Mevsimler bize neyi hatırlatıyor
 

Görsel alıntı


Her hadise, meydana gelen her olay kendine has bir şeyler anlatır. Günümüzde mevsimler herkesin dikkatini ve ilgisini çeker.

İster istemez mevsimlerden biri gelince veya gitmeye hazırlanınca insan kendi bakış açısına göre yorum yapar.

Peki, Mevsimlerden en çok hangi mevsimi seviyoruz? Hangisini sevmiyoruz? Mevsimler bize en çok neyi hatırlatıyor.

Benim sevdiğim mevsim kavurucu yaz mevsimi. Nedeni ise bünyem soğuk havalara alışık değil, çünkü ben civan yaşımdan beri Akdeniz havasına alıştım. Terlemek ve susamak hoşuma gidiyor. Bana susuzluğu hatırlatıyor.

Düşleri süslemişti ilkbahar. Ne çabuk, sanki rüya gibi geçti yaz. Sonunda yaprağı dalından kopardı sonbahar, Hertaraf soğuk ayaz, kar, kış etrafı eder tarumar. Bahar doğumu, yaz gençliği, sonbahar yaşlılığı, kış ölümü hatırlatıyor bize.

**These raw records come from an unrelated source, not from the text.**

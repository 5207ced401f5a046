// src/exec/spec.rs

//! Declarative description of work handed to the task engine.

use std::path::{Path, PathBuf};
use std::time::Duration;

use crate::runtime::RuntimeDescriptor;

/// A single program invocation within a task.
#[derive(Debug, Clone, PartialEq, Eq)]
pub struct CommandSpec {
    pub program: PathBuf,
    pub args: Vec<String>,
    /// A failing fatal step fails the task; a non-fatal one is logged and skipped.
    pub fatal: bool,
    /// Short description shown in progress output.
    pub label: String,
}

impl CommandSpec {
    pub fn new(program: impl Into<PathBuf>, args: impl IntoIterator<Item = impl Into<String>>) -> Self {
        let program = program.into();
        let args: Vec<String> = args.into_iter().map(Into::into).collect();
        let label = std::iter::once(program.display().to_string())
            .chain(args.iter().cloned())
            .collect::<Vec<_>>()
            .join(" ");
        Self {
            program,
            args,
            fatal: true,
            label,
        }
    }

    /// Invoke the runtime executable itself with `args`.
    pub fn runtime(
        runtime: &RuntimeDescriptor,
        args: impl IntoIterator<Item = impl Into<String>>,
    ) -> Self {
        Self::new(runtime.executable(), args)
    }

    /// Build from a full argv list; `None` when `argv` is empty.
    pub fn from_argv(argv: &[String]) -> Option<Self> {
        let (program, rest) = argv.split_first()?;
        Some(Self::new(program, rest.iter().cloned()))
    }

    pub fn non_fatal(mut self) -> Self {
        self.fatal = false;
        self
    }

    pub fn with_label(mut self, label: impl Into<String>) -> Self {
        self.label = label.into();
        self
    }
}

/// An ordered list of steps run as one cancellable unit.
#[derive(Debug, Clone)]
pub struct TaskSpec {
    pub label: String,
    pub steps: Vec<CommandSpec>,
    pub working_dir: Option<PathBuf>,
    /// Overrides the engine's default timeout.
    pub timeout: Option<Duration>,
    /// Executable that must pass the architecture gate before anything starts.
    pub target: Option<PathBuf>,
}

impl TaskSpec {
    pub fn new(label: impl Into<String>) -> Self {
        Self {
            label: label.into(),
            steps: Vec::new(),
            working_dir: None,
            timeout: None,
            target: None,
        }
    }

    pub fn step(mut self, step: CommandSpec) -> Self {
        self.steps.push(step);
        self
    }

    pub fn steps(mut self, steps: impl IntoIterator<Item = CommandSpec>) -> Self {
        self.steps.extend(steps);
        self
    }

    pub fn working_dir(mut self, dir: impl AsRef<Path>) -> Self {
        self.working_dir = Some(dir.as_ref().to_path_buf());
        self
    }

    pub fn timeout(mut self, timeout: Duration) -> Self {
        self.timeout = Some(timeout);
        self
    }

    pub fn target(mut self, target: impl Into<PathBuf>) -> Self {
        self.target = Some(target.into());
        self
    }
}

Bahar yeni bir doğuş ve yeni bir diriliş habercisidir. Yaz insan yaşamında tanışmanın, kaynaşmanın ve insani ilişkilerinin doruğa çıktığı, Sonbahar ( Güz ) düşünme, Kış muhasebe yapmaya hazırlanma zaman dilimleridir.

Canlılar dört iklim kuşağında hayat sürmekte. Dünyayı bir lokomotif kabul edersek mevsimler birer vagondur. Lokomotif hareket ettikçe vagonlarda tek, tek geçer.

Mevsimlerin birbirini böyle takip etmesi ayrı bir hikmete binaendir. Her mevsim vagonu kendine has güzellikleri içinde taşımaktadır.  

Bütün bu güzelliklere hazan vursa da, yapraklar dallarından kopsa da, gönlümüz hüzün naraları atsa da geçen her mevsimi kendi güzellikleriyle yine eskisi gibi sevmemiz gerekir.

Neden küselim geçen bahara, yaza o baharlarda, o yazlarda biz yaşadık, o güzel günleri biz geçirdik onları hazanda yine sevgiyle, saygıyla hatırlamalıyız.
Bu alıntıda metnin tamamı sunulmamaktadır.